TASK ITEM — Please write out the data that follows, word for word.

MATERIAL FOR THIS TASK —
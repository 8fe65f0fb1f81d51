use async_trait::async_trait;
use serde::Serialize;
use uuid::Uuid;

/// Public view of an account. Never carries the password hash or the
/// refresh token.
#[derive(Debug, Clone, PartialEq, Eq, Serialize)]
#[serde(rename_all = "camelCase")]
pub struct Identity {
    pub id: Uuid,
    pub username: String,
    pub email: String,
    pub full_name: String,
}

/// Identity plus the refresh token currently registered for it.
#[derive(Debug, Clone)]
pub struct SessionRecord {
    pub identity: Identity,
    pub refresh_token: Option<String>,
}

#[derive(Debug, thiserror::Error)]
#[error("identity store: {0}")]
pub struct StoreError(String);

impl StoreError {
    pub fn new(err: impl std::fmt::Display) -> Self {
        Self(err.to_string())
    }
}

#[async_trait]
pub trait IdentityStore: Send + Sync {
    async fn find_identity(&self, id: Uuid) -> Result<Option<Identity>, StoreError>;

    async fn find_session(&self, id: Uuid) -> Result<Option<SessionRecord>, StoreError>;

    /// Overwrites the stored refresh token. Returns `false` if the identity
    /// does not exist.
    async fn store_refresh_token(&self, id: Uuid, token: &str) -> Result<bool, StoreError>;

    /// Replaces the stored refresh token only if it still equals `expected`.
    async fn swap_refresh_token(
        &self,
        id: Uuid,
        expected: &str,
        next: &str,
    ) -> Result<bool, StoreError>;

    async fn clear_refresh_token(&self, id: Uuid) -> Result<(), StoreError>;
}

WRITTEN SOLUTION —
repository 8fe65f0fb1f81d51
use async_trait::async_trait;
use serde::Serialize;
use uuid::Uuid;

/// Public view of an account. Never carries the password hash or the
/// refresh token.
#[derive(Debug, Clone, PartialEq, Eq, Serialize)]
#[serde(rename_all = "camelCase")]
pub struct Identity {
    pub id: Uuid,
    pub username: String,
    pub email: String,
    pub full_name: String,
}

/// Identity plus the refresh token currently registered for it.
#[derive(Debug, Clone)]
pub struct SessionRecord {
    pub identity: Identity,
    pub refresh_token: Option<String>,
}

#[derive(Debug, thiserror::Error)]
#[error("identity store: {0}")]
pub struct StoreError(String);

impl StoreError {
    pub fn new(err: impl std::fmt::Display) -> Self {
        Self(err.to_string())
    }
}

#[async_trait]
pub trait IdentityStore: Send + Sync {
    async fn find_identity(&self, id: Uuid) -> Result<Option<Identity>, StoreError>;

    async fn find_session(&self, id: Uuid) -> Result<Option<SessionRecord>, StoreError>;

    /// Overwrites the stored refresh token. Returns `false` if the identity
    /// does not exist.
    async fn store_refresh_token(&self, id: Uuid, token: &str) -> Result<bool, StoreError>;

    /// Replaces the stored refresh token only if it still equals `expected`.
    async fn swap_refresh_token(
        &self,
        id: Uuid,
        expected: &str,
        next: &str,
    ) -> Result<bool, StoreError>;

    async fn clear_refresh_token(&self, id: Uuid) -> Result<(), StoreError>;
}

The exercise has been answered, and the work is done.